Your question is simple, but like everything with PC, not always easy. I had open surgery, and was told to stock up to 3 units, in the end, my surgeon didn't need any. As a rule, the robotic surgery is much less likely to need additional blood. As far as availability, depends where you live. When I was at the decision point, found out, there was only one robot in the whole state of SC, and only one surgeon, who happens to be a partner with my dr's practice, and he had limited experience. I could have gone to Atlanta, GA or Charlotte, NC where they are commonly done, but didn't because I didn't want a lot of complicated logisitics with my wife and children. In the end, after my open rp was done, the surgeon said due to difficulties inside me, had it been robotic, it would have been aborted to an open.
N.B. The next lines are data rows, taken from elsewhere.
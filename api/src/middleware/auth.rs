//! JWT authentication middleware.
//!
//! Resolves the `Authorization` header into an [`AuthContext`] stored in
//! the request extensions. Requests without credentials pass through
//! anonymously so the services can decide whether a caller is required;
//! a credential that is present but fails verification is rejected here
//! with 401.
//!
//! Both `Bearer <jwt>` and `Token <jwt>` schemes are accepted. Headers
//! using any other scheme are ignored.

use actix_web::{
    body::EitherBody,
    dev::{Service, ServiceRequest, ServiceResponse, Transform},
    http::header::AUTHORIZATION,
    Error, FromRequest, HttpMessage, HttpRequest, ResponseError,
};
use futures_util::future::LocalBoxFuture;
use sf_core::{domain::value_objects::Caller, services::token::TokenService};
use std::{
    future::{ready, Ready},
    rc::Rc,
    sync::Arc,
    task::{Context, Poll},
};

use crate::handlers::ApiError;

/// Authenticated identity injected into requests
#[derive(Debug, Clone)]
pub struct AuthContext {
    pub caller: Caller,
}

/// JWT authentication middleware factory
pub struct JwtAuth {
    token_service: Arc<TokenService>,
}

impl JwtAuth {
    pub fn new(token_service: Arc<TokenService>) -> Self {
        Self { token_service }
    }
}

impl<S, B> Transform<S, ServiceRequest> for JwtAuth
where
    S: Service<ServiceRequest, Response = ServiceResponse<B>, Error = Error> + 'static,
    S::Future: 'static,
    B: 'static,
{
    type Response = ServiceResponse<EitherBody<B>>;
    type Error = Error;
    type InitError = ();
    type Transform = JwtAuthMiddleware<S>;
    type Future = Ready<Result<Self::Transform, Self::InitError>>;

    fn new_transform(&self, service: S) -> Self::Future {
        ready(Ok(JwtAuthMiddleware {
            service: Rc::new(service),
            token_service: self.token_service.clone(),
        }))
    }
}

/// JWT authentication middleware service
pub struct JwtAuthMiddleware<S> {
    service: Rc<S>,
    token_service: Arc<TokenService>,
}

impl<S, B> Service<ServiceRequest> for JwtAuthMiddleware<S>
where
    S: Service<ServiceRequest, Response = ServiceResponse<B>, Error = Error> + 'static,
    S::Future: 'static,
    B: 'static,
{
    type Response = ServiceResponse<EitherBody<B>>;
    type Error = Error;
    type Future = LocalBoxFuture<'static, Result<Self::Response, Self::Error>>;

    fn poll_ready(&self, ctx: &mut Context<'_>) -> Poll<Result<(), Self::Error>> {
        self.service.poll_ready(ctx)
    }

    fn call(&self, req: ServiceRequest) -> Self::Future {
        let service = Rc::clone(&self.service);
        let token_service = self.token_service.clone();

        Box::pin(async move {
            if let Some(token) = extract_token(req.request()) {
                match token_service.authenticate(&token) {
                    Ok(caller) => {
                        tracing::debug!(user_id = %caller.user_id, role = %caller.role, "Authenticated request");
                        req.extensions_mut().insert(AuthContext { caller });
                    }
                    Err(error) => {
                        tracing::debug!(error = %error, "Rejected credentials");
                        let response = ApiError::from(error).error_response();
                        return Ok(req.into_response(response).map_into_right_body());
                    }
                }
            }

            service.call(req).await.map(ServiceResponse::map_into_left_body)
        })
    }
}

/// Extracts the token from `Authorization: Bearer <t>` or `Authorization: Token <t>`
fn extract_token(req: &HttpRequest) -> Option<String> {
    let header = req.headers().get(AUTHORIZATION)?.to_str().ok()?;
    let (scheme, token) = header.trim().split_once(' ')?;

    if !(scheme.eq_ignore_ascii_case("bearer") || scheme.eq_ignore_ascii_case("token")) {
        return None;
    }

    let token = token.trim();
    if token.is_empty() {
        None
    } else {
        Some(token.to_string())
    }
}

/// Extractor for optional authentication
pub struct OptionalAuth(pub Option<AuthContext>);

impl OptionalAuth {
    pub fn caller(&self) -> Option<&Caller> {
        self.0.as_ref().map(|ctx| &ctx.caller)
    }
}

impl FromRequest for OptionalAuth {
    type Error = Error;
    type Future = Ready<Result<Self, Self::Error>>;

    fn from_request(req: &HttpRequest, _: &mut actix_web::dev::Payload) -> Self::Future {
        let auth = req.extensions().get::<AuthContext>().cloned();
        ready(Ok(OptionalAuth(auth)))
    }
}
So you never know what you are going to get. If you live in or near a major metro area, you should have plenty of choices and options. Good luck in your search.
David in sC
Age 56, 56 at DX
PSA 7/7 5.8, 7/8 12.3, 9/8 14.9, 10/8 16.4
3rd Biopsy 9-2008 Positive 7 of 7 cores positive, ranging from 40 - 90%, G 4+3 & 3+4
Open RP surgery November 14, 2008 at St. Francis Hospital, Greenville, SC, Dr. Ronald Smith - Surgeon, Non-nerve sparing, 4 days in hospital, staples removed 11/24/8, Catheter out on 12/15/8 on day 32. Day 33, urine stopped flowing, new catheter put in 12/16/08, Catheter out 12/29/08. After 7 hours, complete stoppage again, emergency room put in Catheter #3 early evening of day 45, still 12/29/08. 1/5/9 - Cath #3 out, dr. did cycloscope, saw potential blockage, put in Catheter #4, 1/13/9 - Had operation St. Francis - removed blockage, put in Cath #5, suppose to be removed 1/19/9
Post-surgery Pathlogy Report:
Gleason 3+4=7, pT2c pN0 pMx, Prostate 42 grams, tumor 20% cancer
Contained in capsular, neg. margins apex, bladder neck, right lobe, neg. in seminal vessels and lymph nodes.